Elle est là silencieuse, assise dans les rochers devant la mer, elle
ne rêve pas, elle réfléchit, et comme toujours plein de questions sans
réponses la taraudent.
Oh les réponses elle doit les connaître, sûrement, mais a-t-elle envie d’entendre la voix de la sagesse qui les lui dicte ?
Oh que non, et la voilà qui repart dans ses rêves pour un court instant.
Puis en grande fille raisonnable elle se dit à voix haute tout ce qui
la tracasse, tout ce qu’elle n’aime pas, tout ce qu’elle voudrait
changer dans son mode de fonctionnement.
Elle n’a plus envie d’être celle qui attend le retour de ce père.

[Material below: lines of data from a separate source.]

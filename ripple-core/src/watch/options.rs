//! Watch options.

use serde::{Deserialize, Serialize};

use crate::error::Result;

/// How deep a watch walks its source.
///
/// Deserializes from `true`/`false` or a level count, so
/// `{"deep": true}` and `{"deep": 2}` are both accepted.
#[derive(Debug, Clone, Copy, PartialEq, Eq, Serialize, Deserialize)]
#[serde(untagged)]
pub enum Depth {
    Flag(bool),
    Levels(u32),
}

impl Depth {
    /// Anything but `false` and `0` asks for deep watching.
    pub fn is_deep(self) -> bool {
        !matches!(self, Depth::Flag(false) | Depth::Levels(0))
    }

    /// Traversal limit: `None` is unbounded, `false`/`0` is one level.
    pub fn limit(self) -> Option<u32> {
        match self {
            Depth::Flag(true) => None,
            Depth::Flag(false) | Depth::Levels(0) => Some(1),
            Depth::Levels(levels) => Some(levels),
        }
    }
}

impl From<bool> for Depth {
    fn from(deep: bool) -> Self {
        Depth::Flag(deep)
    }
}

impl From<u32> for Depth {
    fn from(levels: u32) -> Self {
        Depth::Levels(levels)
    }
}

/// Options for [`watch`](super::watch).
#[derive(Debug, Clone, Default, PartialEq, Eq, Serialize, Deserialize)]
#[serde(default)]
pub struct WatchOptions {
    /// Fire the callback once on creation.
    pub immediate: bool,
    /// Deep watching. Unset means "deep if the source is deep-reactive".
    pub deep: Option<Depth>,
    /// Stop after the first callback.
    pub once: bool,
}

impl WatchOptions {
    pub fn new() -> Self {
        Self::default()
    }

    pub fn immediate(mut self) -> Self {
        self.immediate = true;
        self
    }

    pub fn deep(mut self) -> Self {
        self.deep = Some(Depth::Flag(true));
        self
    }

    /// Deep watching bounded to `levels`.
    pub fn depth(mut self, levels: u32) -> Self {
        self.deep = Some(Depth::Levels(levels));
        self
    }

    /// Only the first level of a deep-reactive source.
    pub fn shallow(mut self) -> Self {
        self.deep = Some(Depth::Flag(false));
        self
    }

    pub fn once(mut self) -> Self {
        self.once = true;
        self
    }

    /// Whether deep watching was asked for explicitly.
    pub fn is_deep(&self) -> bool {
        self.deep.is_some_and(Depth::is_deep)
    }

    /// Parse options from a JSON object such as
    /// `{"immediate": true, "deep": 2}`.
    pub fn from_json(json: &str) -> Result<Self, serde_json::Error> {
        serde_json::from_str(json)
    }
}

Toute sa vie de femme n’a-t-elle pas attendu toujours et encore qu’il
revienne sous les traits à chaque fois différent, quand son cœur se
mettait à battre la chamade, quand elle croyait reconnaître quelques
expressions de lui dans le regard de l’autre.
Toute sa vie n’a-t-elle pas attendu un appel, une lettre ?
Mais à chaque fois la peur d’être abandonnée comme la petite fille, la
poussait vers tout ce qu’il ne fallait pas faire, devenir dépendante et
puis agressive dans ses mots, elle qui ne quémandait qu’un peu d’amour,
celui dont elle a manqué à un moment charnière de sa vie.
Ô les hommes de sa vie l’aimaient à leur manière, mais l’aimaient-ils vraiment ?
N’était-ce pas plutôt le désir qui les poussait vers elle ?
Comme eux, elle confondait le verbe être amoureuse et aimer.
Elle, elle rêvait d’un amour grand, impossible, démesuré, sûrement comme
l’était cet amour pour son père.
Elle pense à cet homme qui lui a dit qu’elle n’aimera peut-être plus jamais.
Elle rêvera encore, aimera encore, éternelle quête…
Mais elle est heureuse, car elle sait qu’elle sait aimer…
Tu es parti un jour d’été, un jour de juin, tu m’as attendu pour ton dernier souffle, nos mains se sont rejointes, sans un mot tu m’as montré à quel point tu m’aimais.